I am in the process of filling out my online EOI as a draft and noticed the section about character etc. I did have a drink driving charge some 20 years ago and I'm guessing I will have to include this on the EOI as it refers to "have you ever been found guilty in any court etc"....

so should I apply for a police certificate before submitting the EOI? because they are probably going to ask me for it anyway? 

Also, being from the UK originally, do I have to get in touch with the Criminal records bureau and request a standard check from them? 

It's a pain having to do this, what with it being 20 years ago, but I'm sure that lots of other people have gone through a similar process with the EOI procedure.

Thanks

Paul


----------



## lisamct (Nov 29, 2009)

You'll need to provide a police check with your ITA regardless, everyone has to with or without previous convictions. Be aware though that they're only valid for a set length of time (6 months I think) so dont get it too early.
You need to get it from these guys
Police Certificates
I'm pretty sure they only go back 10 years though so you should be fine.


----------



## elasmo1 (Jul 12, 2011)

Hey lisamct,

Thanks for that advice, I did a bit more research and found the same site and printed the forms out.

I wish you were right about the 10 years things, but I have gone through the whole immigration process in the USA (just applying for US citizenship now) and the police certificate that I had to get then (now discarded) did have this on. 

I think basically that these certificates go back till your birth date, lol. Wish I was wrong. 

Paul





lisamct said:


> You'll need to provide a police check with your ITA regardless, everyone has to with or without previous convictions. Be aware though that they're only valid for a set length of time (6 months I think) so dont get it too early.
> You need to get it from these guys
> Police Certificates
> I'm pretty sure they only go back 10 years though so you should be fine.


----------



## topcat83 (Apr 16, 2009)

elasmo1 said:


> Hey lisamct,
> 
> Thanks for that advice, I did a bit more research and found the same site and printed the forms out.
> 
> ...


Hi Paul

I'm afraid that convictions (and even warnings) stay on the police report forever - but in theory they should not be taken in to account if they are older than a certain age. 

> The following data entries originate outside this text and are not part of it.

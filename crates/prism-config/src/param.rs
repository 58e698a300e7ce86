//! Field storage: [`Param`], [`FieldKind`], and the [`Field`] / [`FieldValue`] traits.
//!
//! Overlays are permissive. A patch value that fits a field's declared type is
//! stored typed; anything else is kept verbatim as [`Param::Raw`] and handed to
//! whoever reads the field.

use std::path::PathBuf;

use serde::de::DeserializeOwned;
use serde_json::Value;

// ---------------------------------------------------------------------------
// FieldKind
// ---------------------------------------------------------------------------

/// Structural kind of a declared field, fixed by the field's type.
#[derive(Debug, Clone, Copy, PartialEq, Eq)]
pub enum FieldKind {
    /// A single value. Overlays replace it wholesale.
    Scalar,
    /// An ordered sequence. Overlays zip over it element by element.
    Sequence,
    /// A nested configuration node. Overlays recurse into it key by key.
    Node,
}

impl FieldKind {
    /// Returns `true` if a field of this kind merges `patch` in place instead
    /// of being replaced by it.
    pub fn merges(self, patch: &Value) -> bool {
        match self {
            Self::Scalar => false,
            Self::Sequence => patch.is_array(),
            Self::Node => patch.is_object(),
        }
    }
}

// ---------------------------------------------------------------------------
// Param
// ---------------------------------------------------------------------------

/// A configuration field value.
///
/// Holds `Value(T)` while the field carries its declared type. An overlay that
/// assigns something `T` cannot represent leaves the field as `Raw`, holding
/// the patch value exactly as it was given.
#[derive(Debug, Clone, PartialEq)]
pub enum Param<T> {
    /// The declared type.
    Value(T),
    /// A patch value that does not fit the declared type.
    Raw(Value),
}

impl<T> Param<T> {
    /// The typed value, or `None` if the field holds a raw value.
    pub fn get(&self) -> Option<&T> {
        match self {
            Self::Value(value) => Some(value),
            Self::Raw(_) => None,
        }
    }

    /// The raw value, if an overlay replaced the typed one.
    pub fn raw(&self) -> Option<&Value> {
        match self {
            Self::Value(_) => None,
            Self::Raw(value) => Some(value),
        }
    }

    pub fn is_raw(&self) -> bool {
        matches!(self, Self::Raw(_))
    }
}

impl<T> Param<Vec<Param<T>>> {
    /// Build a typed sequence field from its default items.
    pub fn sequence<const N: usize>(items: [T; N]) -> Self {
        Self::Value(items.into_iter().map(Param::Value).collect())
    }

    /// All items as typed values, or `None` if the sequence or any of its
    /// items holds a raw value.
    pub fn items(&self) -> Option<Vec<&T>> {
        self.get()?.iter().map(Param::get).collect()
    }
}

impl<T: Default> Default for Param<T> {
    fn default() -> Self {
        Self::Value(T::default())
    }
}

impl<T> From<T> for Param<T> {
    fn from(value: T) -> Self {
        Self::Value(value)
    }
}

// ---------------------------------------------------------------------------
// Field / FieldValue
// ---------------------------------------------------------------------------

/// A type that can be declared as a configuration field.
pub trait FieldValue: Sized {
    /// Structural kind of fields of this type.
    const KIND: FieldKind;

    /// Convert to a plain document value.
    fn to_value(&self) -> Value;

    /// Build a field from a patch value that replaces it wholesale.
    fn from_patch(patch: &Value) -> Param<Self>;

    /// Merge `patch` in place. Only called when [`Self::KIND`] merges `patch`,
    /// so scalars never see it.
    fn merge(&mut self, _patch: &Value) {}
}

/// Object-safe view of a declared field, used by [`ConfigNode`](crate::ConfigNode)
/// to walk a node's fields by name.
pub trait Field {
    /// Structural kind declared for this field.
    fn kind(&self) -> FieldKind;

    /// Current value as a plain document value.
    fn to_value(&self) -> Value;

    /// Overlay a patch value onto this field.
    fn overlay(&mut self, patch: &Value);
}

impl<T: FieldValue> Field for Param<T> {
    fn kind(&self) -> FieldKind {
        T::KIND
    }

    fn to_value(&self) -> Value {
        match self {
            Self::Value(value) => value.to_value(),
            Self::Raw(value) => value.clone(),
        }
    }

    fn overlay(&mut self, patch: &Value) {
        match self {
            Self::Value(current) if T::KIND.merges(patch) => current.merge(patch),
            _ => *self = T::from_patch(patch),
        }
    }
}

/// Store `patch` typed if it deserializes into `T`, raw otherwise.
pub(crate) fn typed_or_raw<T: DeserializeOwned>(patch: &Value) -> Param<T> {
    match serde_json::from_value(patch.clone()) {
        Ok(value) => Param::Value(value),
        Err(_) => Param::Raw(patch.clone()),
    }
}

// ---------------------------------------------------------------------------
// Scalar and sequence implementations
// ---------------------------------------------------------------------------

macro_rules! copy_scalar_field {
    ($($ty:ty),* $(,)?) => {
        $(
            impl FieldValue for $ty {
                const KIND: FieldKind = FieldKind::Scalar;

                fn to_value(&self) -> Value {
                    Value::from(*self)
                }

                fn from_patch(patch: &Value) -> Param<Self> {
                    typed_or_raw(patch)
                }
            }
        )*
    };
}

copy_scalar_field!(bool, u32, u64, i32, i64);

// An integer patch stays raw so snapshots keep `3` rather than `3.0`.
impl FieldValue for f64 {
    const KIND: FieldKind = FieldKind::Scalar;

    fn to_value(&self) -> Value {
        Value::from(*self)
    }

    fn from_patch(patch: &Value) -> Param<Self> {
        match patch.as_f64() {
            Some(value) if patch.is_f64() => Param::Value(value),
            _ => Param::Raw(patch.clone()),
        }
    }
}

impl FieldValue for String {
    const KIND: FieldKind = FieldKind::Scalar;

    fn to_value(&self) -> Value {
        Value::String(self.clone())
    }

    fn from_patch(patch: &Value) -> Param<Self> {
        typed_or_raw(patch)
    }
}

impl FieldValue for PathBuf {
    const KIND: FieldKind = FieldKind::Scalar;

    fn to_value(&self) -> Value {
        Value::String(self.to_string_lossy().into_owned())
    }

    fn from_patch(patch: &Value) -> Param<Self> {
        typed_or_raw(patch)
    }
}

/// Optional paths are `null` when unset.
impl FieldValue for Option<PathBuf> {
    const KIND: FieldKind = FieldKind::Scalar;

    fn to_value(&self) -> Value {
        self.as_ref()
            .map_or(Value::Null, |path| Value::String(path.to_string_lossy().into_owned()))
    }

    fn from_patch(patch: &Value) -> Param<Self> {
        typed_or_raw(patch)
    }
}

/// Free-form values (e.g. display selectors) accept anything.
impl FieldValue for Value {
    const KIND: FieldKind = FieldKind::Scalar;

    fn to_value(&self) -> Value {
        self.clone()
    }

    fn from_patch(patch: &Value) -> Param<Self> {
        Param::Value(patch.clone())
    }
}

impl<T: FieldValue> FieldValue for Vec<Param<T>> {
    const KIND: FieldKind = FieldKind::Sequence;

    fn to_value(&self) -> Value {
        Value::Array(self.iter().map(Field::to_value).collect())
    }

    fn from_patch(patch: &Value) -> Param<Self> {
        match patch {
            Value::Array(items) => Param::Value(items.iter().map(T::from_patch).collect()),
            other => Param::Raw(other.clone()),
        }
    }

    /// Pairs items up to the shorter length. Extra patch items are dropped
    /// and extra current items are left alone; the sequence never changes length.
    fn merge(&mut self, patch: &Value) {
        if let Value::Array(items) = patch {
            for (current, item) in self.iter_mut().zip(items) {
                current.overlay(item);
            }
        }
    }
}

And be aware - it doesn't matter how old you were when you had the 'misdemeanour' my son was caught shoplifting a small toy when he was 13, and given a caution - and that was still on the report when we emigrated. I personally think that these kinds of records should be cleared when the offence has 'run its time' - especially for juveniles - but I guess they won't listen to lil ole me


----------



## chellebubbles (Aug 21, 2010)

Just put it on, rather be honest than them find it later on and it appear like you tried to hide it. The police check will only bring it up anyway, IF they think it is relevant, because it was such a long time ago they may not. Good luck 



elasmo1 said:


> Hey everyone,
> 
> I am in the process of filling out my online EOI as a draft and noticed the section about character etc. I did have a drink driving charge some 20 years ago and I'm guessing I will have to include this on the EOI as it refers to "have you ever been found guilty in any court etc"....
> 
> ...


----------



## Donna9159 (Sep 7, 2011)

topcat83 said:


> Hi Paul
> 
> I'm afraid that convictions (and even warnings) stay on the police report forever - but in theory they should not be taken in to account if they are older than a certain age.
> 
> And be aware - it doesn't matter how old you were when you had the 'misdemeanour' my son was caught shoplifting a small toy when he was 13, and given a caution - and that was still on the report when we emigrated. I personally think that these kinds of records should be cleared when the offence has 'run its time' - especially for juveniles - but I guess they won't listen to lil ole me


Too bad the youth of today don't read this and realize that an small error in judgement can have lasting effects..


----------



## Donna9159 (Sep 7, 2011)

chellebubbles said:


> Just put it on, rather be honest than them find it later on and it appear like you tried to hide it. The police check will only bring it up anyway, IF they think it is relevant, because it was such a long time ago they may not. Good luck


My best advice is to tell the truth about everything around your immigration. Just today I heard about someone who had not and of course, it was not the transgression that they committed that cost them their visa but the fact that they omitted to tell the truth in their application.


----------